Supporting students with digital
An important part of the digital strategy at West College Scotland is to bridge the digital poverty gap in their student population. The college operates across three campuses in deprived areas of the country, and so making sure that all 25,000 students have access to learning was, and continues to be, a priority.
One of the big investments that has helped students is MiFi (or mobile Wi-Fi) devices, which are small, portable devices which give the user internet connection without having to have a broadband router.
These devices are especially valuable in the case of a large proportion of the college’s ESOL learners, who often have no access to technology.
“Getting technology to this cohort of students was of vital importance, making sure that they could connect to the college not just for their studies, but for information updates and exchange. They were finding it a vicious cycle that they couldn't even get on to apply and enrol, before they even got into the point of getting involved in the subject specialism and the learning and teaching.”
This technology is essential in helping students over the first hurdle, but also in making sure that students already enrolled got the technology they need to engage in their studies and successfully complete their courses. The college was able to map students from the most deprived areas to the subjects that were most reliant on digital interaction to make sure that these students had the appropriate digital support to meet the needs of their courses.
What’s next for West College Scotland?
“The big one for us is using digital technologies for business transformation and enhancing, not just our processes and approaches, but encouraging the digital mindset of staff which will lead to enhanced culture change. It's not just about getting things efficient. We want it as effective as possible so that that people are getting the best experience.”
The college is currently using the digital elevation tool to inform the next stages of their journey, and Angela says the tool has already helped prioritise certain areas of their digital strategy, such as focusing on AI sooner than they had initially planned.
“From looking at the questions we’re making AI one of our top priorities with bot technology and what that can now yield.”

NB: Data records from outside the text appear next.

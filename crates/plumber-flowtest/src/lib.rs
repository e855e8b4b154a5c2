//! FlowTest controller
//!
//! Reconciles FlowTest resources through a state machine:
//! (unset) → Created → Running → Completed, with Error reachable while
//! provisioning and deletion short-circuiting to cleanup.
//!
//! - [`provision`] creates the simulation pod, its ConfigMap and the shared
//!   log aggregator
//! - [`slicer`] expands the reference pipeline into independently routed slices
//! - [`verify`] marks entries as passed once their slice delivered logs
//! - [`cleanup`] removes per-test resources and, when idle, the aggregator

pub mod cleanup;
pub mod client;
pub mod config;
pub mod controller;
pub mod index;
pub mod pipeline;
pub mod provision;
pub mod slicer;
pub mod template;
pub mod verify;

#[cfg(test)]
mod fake;

pub use client::{KubeClient, KubeClientImpl};
pub use config::{ControllerConfig, Image, SlicePassPolicy};
pub use controller::{error_policy, reconcile, Context, FLOWTEST_FINALIZER};
pub use index::{AggregatorClient, Index, LogIndex};
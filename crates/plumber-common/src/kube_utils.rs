//! Classification of kube-rs API errors

/// HTTP status returned by the API server for a missing object
const NOT_FOUND: u16 = 404;
/// HTTP status returned by the API server for a create conflict
const CONFLICT: u16 = 409;

/// Returns true when the API server answered 404
pub fn is_not_found(err: &kube::Error) -> bool {
    matches!(err, kube::Error::Api(ae) if ae.code == NOT_FOUND)
}

/// Returns true when the API server answered 409 AlreadyExists
///
/// A 409 with a different reason (e.g. an optimistic-lock Conflict) is not
/// treated as pre-existence.
pub fn is_already_exists(err: &kube::Error) -> bool {
    matches!(err, kube::Error::Api(ae) if ae.code == CONFLICT && ae.reason == "AlreadyExists")
}
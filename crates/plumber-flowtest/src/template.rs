//! Slice templates
//!
//! Every slice of a FlowTest shares the same namespace, ownership labels, UID
//! grep filter and output buffering. The template captures those once and
//! stamps out concrete Flow/Output pairs.

use std::collections::BTreeMap;

use kube::api::ObjectMeta;

use plumber_common::crd::{
    Buffer, ClusterFlow, ClusterFlowSpec, ClusterOutput, ClusterOutputSpec, Flow, FlowSpec,
    HttpOutput, Output, OutputSpec, Rule,
};
use plumber_common::labels::Owner;
use plumber_common::{Error, Result};

use crate::pipeline::{PipelineFlow, PipelineKind, PipelineOutput};

/// Record field the UID grep filter inspects
pub const GREP_KEY: &str = "kubernetes";

/// Buffer settings making slices deliver within seconds
pub fn fast_flush_buffer() -> Buffer {
    Buffer {
        flush_mode: Some("interval".to_string()),
        flush_interval: Some("1s".to_string()),
    }
}

/// Filter letting through only records produced by this test's simulation pod
pub fn uid_filter(uid: &str) -> Rule {
    Rule::grep_regexp(GREP_KEY, &format!(".*{uid}.*"))
}

/// Shared shape of every slice of one FlowTest
#[derive(Clone, Debug)]
pub struct SliceTemplate {
    /// Kind of the reference flow (and of every slice)
    pub kind: PipelineKind,
    /// Namespace slices are created in
    pub namespace: String,
    /// Name of the reference flow, used as `app.kubernetes.io/name`
    pub reference_name: String,
    /// Filters every slice starts with
    pub filters: Vec<Rule>,
    /// Aggregator base URL; slices append `/<slice-name>/`
    pub endpoint_base: String,
    /// Output buffer section
    pub buffer: Buffer,
}

impl SliceTemplate {
    /// Build the template for `reference` owned by `owner`
    pub fn new(reference: &PipelineFlow, owner: Owner<'_>, endpoint_base: &str) -> Result<Self> {
        let namespace = reference.namespace().ok_or_else(|| {
            Error::validation_for(
                owner.name,
                format!("reference {} {} has no namespace", reference.kind(), reference.name()),
            )
        })?;
        Ok(Self {
            kind: reference.kind(),
            namespace,
            reference_name: reference.name(),
            filters: vec![uid_filter(owner.uid)],
            endpoint_base: endpoint_base.trim_end_matches('/').to_string(),
            buffer: fast_flush_buffer(),
        })
    }

    /// Endpoint a slice's output posts to
    pub fn endpoint_for(&self, slice_name: &str) -> String {
        format!("{}/{slice_name}/", self.endpoint_base)
    }

    fn metadata(&self, name: &str, labels: &BTreeMap<String, String>) -> ObjectMeta {
        ObjectMeta {
            name: Some(name.to_string()),
            namespace: Some(self.namespace.clone()),
            labels: Some(labels.clone()),
            ..Default::default()
        }
    }

    /// Flow routing `matches` through the template filters followed by
    /// `filters` into the output of the same name
    pub fn flow(
        &self,
        name: &str,
        labels: &BTreeMap<String, String>,
        matches: Vec<Rule>,
        filters: &[Rule],
    ) -> PipelineFlow {
        let all_filters: Vec<Rule> = self.filters.iter().chain(filters).cloned().collect();
        let metadata = self.metadata(name, labels);
        match self.kind {
            PipelineKind::Flow => PipelineFlow::Flow(Flow {
                metadata,
                spec: FlowSpec {
                    matches,
                    filters: all_filters,
                    local_output_refs: vec![name.to_string()],
                    global_output_refs: vec![],
                },
                status: None,
            }),
            PipelineKind::ClusterFlow => PipelineFlow::ClusterFlow(ClusterFlow {
                metadata,
                spec: ClusterFlowSpec {
                    matches,
                    filters: all_filters,
                    global_output_refs: vec![name.to_string()],
                },
                status: None,
            }),
        }
    }

    /// HTTP output delivering to the slice's own aggregator index
    pub fn output(&self, name: &str, labels: &BTreeMap<String, String>) -> PipelineOutput {
        let plugin = OutputSpec {
            http: Some(HttpOutput {
                endpoint: self.endpoint_for(name),
                buffer: Some(self.buffer.clone()),
            }),
        };
        let metadata = self.metadata(name, labels);
        match self.kind {
            PipelineKind::Flow => PipelineOutput::Output(Output {
                metadata,
                spec: plugin,
            }),
            PipelineKind::ClusterFlow => PipelineOutput::ClusterOutput(ClusterOutput {
                metadata,
                spec: ClusterOutputSpec {
                    output: plugin,
                    enabled_namespaces: vec![],
                },
            }),
        }
    }
}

From this they have put together a small team just to work on rolling out this technology. Angela says that this will help students and staff find answers to their queries quicker and more efficiently.
They are prioritising putting together frequently asked questions and piloting the tech in student support services, and in HR and finance, which are areas where the college receives a lot of questions.
She says of the digital elevation tool:
“The questions and the content are very good. They provide a valuable series of questions to prompt and ensure we are exploring and aligning to the correct elements of our staff and business digital operations and that’s what we need.”